Le président de la République, qui ne parierait pas sur la ténacité des enseignants à faire aboutir leurs revendications, s’est mis en colère en proférant une avalanche d’injures contre le monde enseignant. On l’avait convaincu de jouer sur le temps parce que les enseignants à la veille des examens de fin d’année ne peuvent pas résister à la puissance de l’argent. Malheureusement, ils viennent de prouver le contraire.

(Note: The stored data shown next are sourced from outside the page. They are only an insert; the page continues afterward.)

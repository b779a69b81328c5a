//! Tables, their status, and the per-table candidates offered for a request.

use serde::{Deserialize, Serialize};

use crate::availability::{bookings_for_table, is_available};
use crate::error::{BookingError, Result};
use crate::interval::{TableBooking, TimeInterval};

/// Current state of a table on the floor plan.
#[derive(Debug, Clone, Copy, PartialEq, Eq, Hash, Default, Serialize, Deserialize)]
#[serde(rename_all = "lowercase")]
pub enum TableStatus {
    #[default]
    Available,
    Occupied,
    Reserved,
    Maintenance,
}

impl TableStatus {
    /// Whether a table in this state may receive bookings for a later time.
    ///
    /// `Occupied` and `Reserved` describe the present moment and say nothing
    /// about future slots; only `Maintenance` takes a table out of service.
    pub fn accepts_future_bookings(self) -> bool {
        match self {
            TableStatus::Available | TableStatus::Occupied | TableStatus::Reserved => true,
            TableStatus::Maintenance => false,
        }
    }
}

/// A table as returned by the `/tables` resource.
#[derive(Debug, Clone, PartialEq, Serialize, Deserialize)]
#[serde(rename_all = "camelCase")]
pub struct Table {
    pub id: String,
    /// Label shown to staff, e.g. "A1".
    pub number: String,
    pub zone_id: String,
    pub capacity: u32,
    #[serde(default)]
    pub status: TableStatus,
}

/// A table that is free for the requested slot, scored against the party.
#[derive(Debug, Clone, PartialEq, Eq, Serialize, Deserialize)]
#[serde(rename_all = "camelCase")]
pub struct AvailableTableCandidate {
    pub table_id: String,
    pub capacity: u32,
    /// `capacity - party_size`; negative when the table alone is too small.
    pub efficiency: i64,
    /// `capacity >= party_size`.
    pub is_suitable: bool,
}

impl AvailableTableCandidate {
    pub fn new(table_id: impl Into<String>, capacity: u32, party_size: u32) -> Result<Self> {
        let table_id = table_id.into();
        if capacity == 0 {
            return Err(BookingError::InvalidCapacity(format!(
                "table {} has no seats",
                table_id
            )));
        }
        if party_size == 0 {
            return Err(BookingError::InvalidPartySize(
                "a party must have at least one guest".to_string(),
            ));
        }
        Ok(Self {
            table_id,
            capacity,
            efficiency: i64::from(capacity) - i64::from(party_size),
            is_suitable: capacity >= party_size,
        })
    }
}

/// Every table that can take `requested` for a party of `party_size`.
///
/// Tables under maintenance are skipped. `bookings` may span the whole
/// restaurant; each table is checked only against its own bookings.
/// Candidates keep the order of `tables`.
pub fn find_candidates(
    tables: &[Table],
    bookings: &[TableBooking],
    requested: &TimeInterval,
    margin_minutes: u32,
    party_size: u32,
) -> Result<Vec<AvailableTableCandidate>> {
    let mut candidates = Vec::new();

    for table in tables {
        if !table.status.accepts_future_bookings() {
            tracing::trace!(table = %table.id, status = ?table.status, "skipping table");
            continue;
        }
        let own = bookings_for_table(bookings, &table.id);
        if !is_available(requested, &own, margin_minutes) {
            tracing::trace!(table = %table.id, bookings = own.len(), "table is blocked");
            continue;
        }
        candidates.push(AvailableTableCandidate::new(
            table.id.clone(),
            table.capacity,
            party_size,
        )?);
    }

    tracing::debug!(
        start = %requested.start(),
        party_size,
        found = candidates.len(),
        "collected table candidates"
    );
    Ok(candidates)
}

A la grande surprise de ATT.


Autre explication :
Le général président n’arrive toujours pas à diriger le fait que la COSES n’a pas été mise au pas comme les partis politiques qui ont ignoré leur rôle dans la démocratie pour des intérêts égoïstes et haïssables.

Quand le dernier recours d’un citoyen dénonce au lieu d’agir, il va de soi que des inquiétudes planent sur le pays. C’est le cas du général cinq étoiles. Il est temps qu’il se mette au dessus de la mêlée pour transcender les inimitiés.

Les enseignants sont loin de prendre l’école en otage. Mais ce sont plutôt les officiers allergiques au désert qui prennent le Mali en otage.